Chronique parue dans France Catholique − N° 1257 – 15 janvier 1971

 

[…] Il chargea Nibiriou (le Zodiaque) de les mesurer tous, afin que nul ne soit ni trop long ni trop court… Il ordonna à la lune de marquer le temps. […] «Au début du mois, quand tu t’élèveras au-dessus de la terre, Tu brilleras pendant six jours comme un croissant en arc. Puis comme un demi-disque le septième jour», etc.

Et caetera: les choses se passent ainsi parce que tel est le bon plaisir de Mardouk. L’idée de chercher au-delà de l’observation une réalité objectivement représentable n’apparait nulle part dans ce long poème, et, hors leurs chiffres merveilleusement scrupuleux, ni Kidinnou, ni Bérose, ni aucun astronome mésopotamien ne se préoccupèrent apparemment jamais d’en savoir davantage.

De Bérose au prix Nobel

Quand Bérose s’exila à Cos, chez les Grecs, ceux-ci essayèrent de comprendre de quoi il parlait. Vitruve nous a laissé ce qu’il crut apparemment être un résumé de son enseignement et quoique l’ayant lu et relu dans diverses traductions, je veux être pendu si j’y comprends goutte. Cet aveu me coûte d’autant moins que les gloses les plus satisfaites ne m’ont guère paru plus limpides: les glossateurs n’ont pas mieux compris que moi, c’est clair, ni d’ailleurs que Vitruve, ni sans doute que le Grec copié par Vitruve. C’est apparemment que Bérose n’éprouvait nul besoin de représenter l’objet de sa science.

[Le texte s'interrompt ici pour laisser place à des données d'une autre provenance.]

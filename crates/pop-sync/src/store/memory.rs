// SPDX-License-Identifier: GPL-3.0

use super::PersistenceStore;
use crate::error::StoreError;
use async_trait::async_trait;
use parking_lot::RwLock;
use std::collections::HashMap;

/// In-memory persistence store.
#[derive(Debug, Default)]
pub struct MemoryStore {
	values: RwLock<HashMap<String, Vec<u8>>>,
}

impl MemoryStore {
	pub fn new() -> Self {
		Self::default()
	}

	/// Number of stored values.
	pub fn len(&self) -> usize {
		self.values.read().len()
	}

	pub fn is_empty(&self) -> bool {
		self.values.read().is_empty()
	}

	/// Read a value without going through the async interface.
	pub fn value(&self, key: &str) -> Option<Vec<u8>> {
		self.values.read().get(key).cloned()
	}
}

#[async_trait]
impl PersistenceStore for MemoryStore {
	async fn put(&self, key: &str, value: Vec<u8>) -> Result<(), StoreError> {
		self.values.write().insert(key.to_string(), value);
		Ok(())
	}

	async fn delete(&self, key: &str) -> Result<(), StoreError> {
		self.values.write().remove(key);
		Ok(())
	}

	async fn get(&self, key: &str) -> Result<Option<Vec<u8>>, StoreError> {
		Ok(self.value(key))
	}
}
// SPDX-License-Identifier: GPL-3.0

//! Identifiers shared across the crate.

use serde::{Deserialize, Serialize};
use std::fmt;
use uuid::Uuid;

pub use subxt::config::substrate::H256;

/// Hash of the block a storage change was observed at.
pub type BlockHash = H256;

/// Identifier of an asset within a chain's configuration.
pub type AssetId = u32;

/// Identifier of a chain, usually its genesis hash in hex.
#[derive(Clone, Debug, PartialEq, Eq, Hash, PartialOrd, Ord, Serialize, Deserialize)]
#[serde(transparent)]
pub struct ChainId(String);

impl ChainId {
	/// Create a chain identifier.
	pub fn new(id: impl Into<String>) -> Self {
		Self(id.into())
	}

	/// The identifier as a string slice.
	pub fn as_str(&self) -> &str {
		&self.0
	}
}

impl fmt::Display for ChainId {
	fn fmt(&self, f: &mut fmt::Formatter<'_>) -> fmt::Result {
		f.write_str(&self.0)
	}
}

impl From<&str> for ChainId {
	fn from(value: &str) -> Self {
		Self::new(value)
	}
}

/// Raw account identifier (32 bytes for substrate accounts, 20 for ethereum ones).
#[derive(Clone, PartialEq, Eq, Hash, PartialOrd, Ord, Serialize, Deserialize)]
#[serde(transparent)]
pub struct AccountId(Vec<u8>);

impl AccountId {
	/// Wrap raw account bytes.
	pub fn new(bytes: impl Into<Vec<u8>>) -> Self {
		Self(bytes.into())
	}

	/// The raw account bytes.
	pub fn as_bytes(&self) -> &[u8] {
		&self.0
	}

	/// `0x`-prefixed hex representation.
	pub fn to_hex(&self) -> String {
		format!("0x{}", hex::encode(&self.0))
	}
}

impl fmt::Display for AccountId {
	fn fmt(&self, f: &mut fmt::Formatter<'_>) -> fmt::Result {
		f.write_str(&self.to_hex())
	}
}

impl fmt::Debug for AccountId {
	fn fmt(&self, f: &mut fmt::Formatter<'_>) -> fmt::Result {
		write!(f, "AccountId({})", self.to_hex())
	}
}

impl From<[u8; 32]> for AccountId {
	fn from(value: [u8; 32]) -> Self {
		Self(value.to_vec())
	}
}

/// An asset on a specific chain.
#[derive(Clone, Debug, PartialEq, Eq, Hash, PartialOrd, Ord, Serialize, Deserialize)]
pub struct ChainAssetId {
	pub chain_id: ChainId,
	pub asset_id: AssetId,
}

impl ChainAssetId {
	pub fn new(chain_id: ChainId, asset_id: AssetId) -> Self {
		Self { chain_id, asset_id }
	}
}

impl fmt::Display for ChainAssetId {
	fn fmt(&self, f: &mut fmt::Formatter<'_>) -> fmt::Result {
		write!(f, "{}-{}", self.chain_id, self.asset_id)
	}
}

/// Identifier handed out for every logical attachment to a remote subscription.
///
/// The same identifier must be presented to detach.
#[derive(Clone, Copy, Debug, PartialEq, Eq, Hash)]
pub struct SubscriptionId(Uuid);

impl SubscriptionId {
	/// Allocate a fresh random identifier.
	pub fn new() -> Self {
		Self(Uuid::new_v4())
	}
}

impl Default for SubscriptionId {
	fn default() -> Self {
		Self::new()
	}
}

impl fmt::Display for SubscriptionId {
	fn fmt(&self, f: &mut fmt::Formatter<'_>) -> fmt::Result {
		self.0.fmt(f)
	}
}
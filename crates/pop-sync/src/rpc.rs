// SPDX-License-Identifier: GPL-3.0

//! RPC client wrapper for the request/response calls synchronization needs.
//!
//! Wraps subxt's [`LegacyRpcMethods`]. Storage subscriptions go through
//! [`RpcConnection`](crate::transport::RpcConnection), which shares the same underlying client.

use crate::{error::RpcClientError, strings::rpc::methods, transport::RpcConnection, types::BlockHash};
use subxt::{
	SubstrateConfig,
	backend::{legacy::LegacyRpcMethods, rpc::RpcClient},
};
use url::Url;

/// RPC client of one chain.
#[derive(Clone)]
pub struct SyncRpcClient {
	client: RpcClient,
	legacy: LegacyRpcMethods<SubstrateConfig>,
	endpoint: Url,
}

impl SyncRpcClient {
	/// Connect to a live Polkadot-SDK chain.
	///
	/// # Arguments
	/// * `endpoint` - WebSocket URL of the chain's RPC endpoint (e.g., `wss://rpc.polkadot.io`)
	pub async fn connect(endpoint: &Url) -> Result<Self, RpcClientError> {
		let client = RpcClient::from_url(endpoint.as_str()).await.map_err(|e| {
			RpcClientError::ConnectionFailed { endpoint: endpoint.to_string(), message: e.to_string() }
		})?;
		let legacy = LegacyRpcMethods::new(client.clone());
		Ok(Self { client, legacy, endpoint: endpoint.clone() })
	}

	/// Get the endpoint URL this client is connected to.
	pub fn endpoint(&self) -> &Url {
		&self.endpoint
	}

	/// Fetch the SCALE encoded runtime metadata, at the best block when `at` is `None`.
	pub async fn metadata(&self, at: Option<BlockHash>) -> Result<Vec<u8>, RpcClientError> {
		let metadata = self.legacy.state_get_metadata(at).await.map_err(|e| {
			RpcClientError::RequestFailed { method: methods::STATE_GET_METADATA, message: e.to_string() }
		})?;
		Ok(metadata.into_raw())
	}

	/// A storage subscription connection sharing this client.
	pub fn connection(&self) -> RpcConnection {
		RpcConnection::new(self.client.clone())
	}
}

On voit certes bien, en lisant Vitruve, que pour l’astronome babylonien, la lune avait une face blanche et une face bleue. On voit aussi que les phases s’expliquaient par un bizarre mouvement de rotation de l’astre sur lui-même tandis qu’il survole la terre. On voit bien enfin que cela explique tout. Le seul ennui, c’est qu’on ne peut pas le représenter. Si la terre est plate, comment la lune se couche-t-elle? Où disparait-elle à ce moment-là? D’où vient-elle quand elle se lève? De cela, Bérose ne se soucie pas.

Et pourquoi s’en soucierait-il, dès lors que son système est suffisant pour appuyer ses calculs et que ses calculs permettent de prévoir avec une merveilleuse précision? Je crois entendre la réponse excédée de Bérose aux astronomes grecs accourus à Cos pour s’initier à ses méthodes: «Où va la lune? D’où vient-elle quand on ne la voit pas? Mais tout cela, cher collègue, c’est de la métaphysique! Quelle idée vous faites-vous donc de la science? La science, c’est ce qui se voit. Pour le reste, et si la science ne vous suffit pas, adressez-vous au Grand Mardouk.»

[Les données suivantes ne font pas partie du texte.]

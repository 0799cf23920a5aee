// SPDX-License-Identifier: GPL-3.0

use super::{StorageChildHandler, SubscriptionHandlingFactory, persist_raw};
use crate::{
	error::HandlerError,
	events::{EventCenter, SyncEvent},
	store::PersistenceStore,
	types::{BlockHash, ChainId},
};
use async_trait::async_trait;
use std::sync::Arc;

/// Persists raw values under their local key.
#[derive(Clone, Copy, Debug, Default)]
pub struct RawStorageHandlingFactory;

struct RawStorageHandler {
	local_key: String,
	store: Arc<dyn PersistenceStore>,
}

#[async_trait]
impl StorageChildHandler for RawStorageHandler {
	async fn handle(
		&self,
		value: Option<Vec<u8>>,
		_block: Option<BlockHash>,
	) -> Result<(), HandlerError> {
		persist_raw(self.store.as_ref(), &self.local_key, value.as_deref()).await
	}
}

impl SubscriptionHandlingFactory for RawStorageHandlingFactory {
	fn create_handler(
		&self,
		_remote_key: &[u8],
		local_key: &str,
		store: Arc<dyn PersistenceStore>,
	) -> Arc<dyn StorageChildHandler> {
		Arc::new(RawStorageHandler { local_key: local_key.to_string(), store })
	}
}

/// Ignores every update.
#[derive(Clone, Copy, Debug, Default)]
pub struct EmptyHandlingFactory;

struct EmptyHandler;

#[async_trait]
impl StorageChildHandler for EmptyHandler {
	async fn handle(
		&self,
		_value: Option<Vec<u8>>,
		_block: Option<BlockHash>,
	) -> Result<(), HandlerError> {
		Ok(())
	}
}

impl SubscriptionHandlingFactory for EmptyHandlingFactory {
	fn create_handler(
		&self,
		_remote_key: &[u8],
		_local_key: &str,
		_store: Arc<dyn PersistenceStore>,
	) -> Arc<dyn StorageChildHandler> {
		Arc::new(EmptyHandler)
	}
}

/// Persists raw values, then announces the change on the event center.
#[derive(Clone, Debug)]
pub struct EventEmittingHandlingFactory {
	chain_id: ChainId,
	events: EventCenter,
}

impl EventEmittingHandlingFactory {
	pub fn new(chain_id: ChainId, events: EventCenter) -> Self {
		Self { chain_id, events }
	}
}

struct EventEmittingHandler {
	chain_id: ChainId,
	local_key: String,
	store: Arc<dyn PersistenceStore>,
	events: EventCenter,
}

#[async_trait]
impl StorageChildHandler for EventEmittingHandler {
	async fn handle(
		&self,
		value: Option<Vec<u8>>,
		block: Option<BlockHash>,
	) -> Result<(), HandlerError> {
		persist_raw(self.store.as_ref(), &self.local_key, value.as_deref()).await?;
		self.events.notify(SyncEvent::StorageChanged {
			chain_id: self.chain_id.clone(),
			local_key: self.local_key.clone(),
			block,
		});
		Ok(())
	}
}

impl SubscriptionHandlingFactory for EventEmittingHandlingFactory {
	fn create_handler(
		&self,
		_remote_key: &[u8],
		local_key: &str,
		store: Arc<dyn PersistenceStore>,
	) -> Arc<dyn StorageChildHandler> {
		Arc::new(EventEmittingHandler {
			chain_id: self.chain_id.clone(),
			local_key: local_key.to_string(),
			store,
			events: self.events.clone(),
		})
	}
}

Nul ne peut plus dire si Bérose et Kidinnou croyaient vraiment au Grand Mardouk. Mais s’ils n’y croyaient pas, si le dieu n’était pour eux qu’une clause de style, alors c’est par pure docilité scolaire, et je dirai par distraction, que nous nous obstinons à répéter que la science moderne a commencé avec les Grecs. La façon de concevoir les choses d’un Archimède ou d’un Hipparque, c’est celle d’une science qui a commencé à mourir au début de ce siècle avec Planck, Born, Dirac, Heisenberg. Rien ne ressemble plus à une tablette d’éphémérides babyloniennes que les tableaux pour lesquels Heisenberg représentait vers 1925, ses «carrés infinis». Heisenberg se proposait de calculer la suite des valeurs que peut prendre l’énergie d’un atome et les probabilités de passage d’une de ces valeurs à une autre. Il avait alors 24 ans et travaillait avec Max Born dont la philosophie scientifique pouvait s’exprimer ainsi: «Il faut prendre les phénomènes tels qu’on les mesure; le problème n’est pas de comprendre, mais de calculer.» Heisenberg renonça à comprendre, aligna les éléments de ses tableaux… et obtint ce qu’il cherchait, avec le prix Nobel en prime.

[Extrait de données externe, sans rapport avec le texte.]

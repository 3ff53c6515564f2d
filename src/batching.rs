use std::time::Duration;
use tokio::sync::Mutex;
use tokio::time::Instant;
use tokio_util::sync::CancellationToken;
use tracing::trace;

/// Per-provider batch ceilings and pacing
#[derive(Debug, Clone, PartialEq)]
pub struct BatchLimits {
    /// Names per alternate-art search request
    pub alt_art_chunk: usize,
    /// Card names per token-enrichment request
    pub token_chunk: usize,
    /// Identifiers per canonical collection lookup
    pub collection_chunk: usize,
    /// Raw image downloads running at once
    pub image_concurrency: usize,
    /// Minimum spacing between requests to the canonical catalog
    pub catalog_delay: Duration,
}

impl Default for BatchLimits {
    fn default() -> Self {
        BatchLimits {
            alt_art_chunk: 50,
            token_chunk: 100,
            collection_chunk: 75,
            image_concurrency: 10,
            catalog_delay: Duration::from_millis(100),
        }
    }
}

/// Split `items` into consecutive chunks of at most `size` elements.
///
/// A zero size is treated as one so that callers never loop forever on bad config.
pub fn chunked<T: Clone>(items: &[T], size: usize) -> Vec<Vec<T>> {
    items.chunks(size.max(1)).map(|chunk| chunk.to_vec()).collect()
}

/// Serializes calls to one provider and keeps a minimum gap between call starts.
pub struct RateLimiter {
    name: &'static str,
    min_interval: Duration,
    last_start: Mutex<Option<Instant>>,
}

impl RateLimiter {
    pub fn new(name: &'static str, min_interval: Duration) -> Self {
        RateLimiter {
            name,
            min_interval,
            last_start: Mutex::new(None),
        }
    }

    /// Wait for this caller's turn, then run `call` while holding the slot.
    ///
    /// The next caller may start `min_interval` after this one started. Returns `None`
    /// without calling anything if `cancel` fires while waiting.
    pub async fn run<F, Fut, T>(&self, cancel: &CancellationToken, call: F) -> Option<T>
    where
        F: FnOnce() -> Fut,
        Fut: std::future::Future<Output = T>,
    {
        let mut last_start = tokio::select! {
            biased;
            _ = cancel.cancelled() => return None,
            guard = self.last_start.lock() => guard,
        };

        if let Some(previous) = *last_start {
            let ready_at = previous + self.min_interval;
            if ready_at > Instant::now() {
                trace!("RateLimiter[{}]: waiting {:?}", self.name, ready_at - Instant::now());
                tokio::select! {
                    biased;
                    _ = cancel.cancelled() => return None,
                    _ = tokio::time::sleep_until(ready_at) => {}
                }
            }
        }

        *last_start = Some(Instant::now());

        // The slot stays taken until the call settles
        let result = tokio::select! {
            biased;
            _ = cancel.cancelled() => None,
            value = call() => Some(value),
        };
        drop(last_start);
        result
    }

    pub fn min_interval(&self) -> Duration {
        self.min_interval
    }
}

#[cfg(test)]
mod tests {
    use super::*;
    use std::sync::Arc;

    #[test]
    fn test_chunked_sizes() {
        let items: Vec<u32> = (0..160).collect();
        let chunks = chunked(&items, 75);
        assert_eq!(
            chunks.iter().map(Vec::len).collect::<Vec<_>>(),
            vec![75, 75, 10]
        );
        assert_eq!(chunks[2][0], 150);
        assert!(chunked::<u32>(&[], 75).is_empty());
        assert_eq!(chunked(&[1, 2, 3], 0).len(), 3);
    }

    #[tokio::test(start_paused = true)]
    async fn test_rate_limiter_spaces_calls() {
        let limiter = Arc::new(RateLimiter::new("test", Duration::from_millis(100)));
        let cancel = CancellationToken::new();
        let started = Arc::new(std::sync::Mutex::new(Vec::new()));
        let origin = Instant::now();

        let calls = (0..3).map(|_| {
            let limiter = limiter.clone();
            let cancel = cancel.clone();
            let started = started.clone();
            async move {
                limiter
                    .run(&cancel, || async {
                        started.lock().unwrap().push(origin.elapsed());
                    })
                    .await
            }
        });
        futures::future::join_all(calls).await;

        let started = started.lock().unwrap();
        assert_eq!(started.len(), 3);
        assert!(started[1] - started[0] >= Duration::from_millis(100));
        assert!(started[2] - started[1] >= Duration::from_millis(100));
    }

    #[tokio::test(start_paused = true)]
    async fn test_cancelled_caller_skips_call() {
        let limiter = RateLimiter::new("test", Duration::from_millis(100));
        let cancel = CancellationToken::new();

        assert_eq!(limiter.run(&cancel, || async { 1 }).await, Some(1));
        cancel.cancel();
        assert_eq!(limiter.run(&cancel, || async { 2 }).await, None);
    }
}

À peu près au même moment, l’Anglais Dirac déclarait que «la nouvelle mécanique, c’était l’ancienne, mais calculée avec une algèbre non commutative», c’est-à-dire une algèbre où 2 x 3 ne donnent pas le même résultat que 3 x 2. Moyennant quoi Dirac obtint lui aussi le Nobel en prévoyant une foule de phénomènes inconnus à l’époque, et notamment la plupart de ces particules dont les journaux nous annoncent périodiquement que l’on vient encore d’en découvrir une dans quelque chambre à bulles. Si ce n’est pas là de la science babylonienne, je demande que l’on m’explique ce que c’est.

Une mort exagérée

Il est vrai qu’il y a le Grand Mardouk. On ne trouve aucune référence au Grand Mardouk dans les comptes rendus de l’Académie des sciences, ni dans la Physical Review. Mais si l’on examine à quoi servait le Grand Mardouk dans la science babylonienne, on se prend à réfléchir. En fait, il tenait lieu de réponse à toute question gênante, j’entends pour le savant babylonien. Par exemple, il subtilisait à point les astres à leur coucher et les redisposait infatigablement à l’orient à l’heure prévue par le calcul. Sans lui, Ki eût été contraint d’imaginer la rotondité de la terre, entre autres choses inconfortables. Le Grand Mardouk permettait de ne pas penser. Il permettait de ne se poser aucun problème au-delà du calcul. Eh bien! tout compte fait, je me demande si les bruits concernant le décès de cet antique personnage ne sont pas quelque peu exagérés, comme disait Mark Twain en parlant de l’annonce de sa propre mort par les journaux. À mon avis, jamais la santé du Grand Mardouk ne fut si florissante. Sinon, comment pourrait-on être un savant en 1971 et effacer de son âme toute angoisse, tout désir d’en savoir plus sur l’homme et l’univers que ce que nous en montrent nos sens, tout espoir de dépasser un jour le monde clos des nombres.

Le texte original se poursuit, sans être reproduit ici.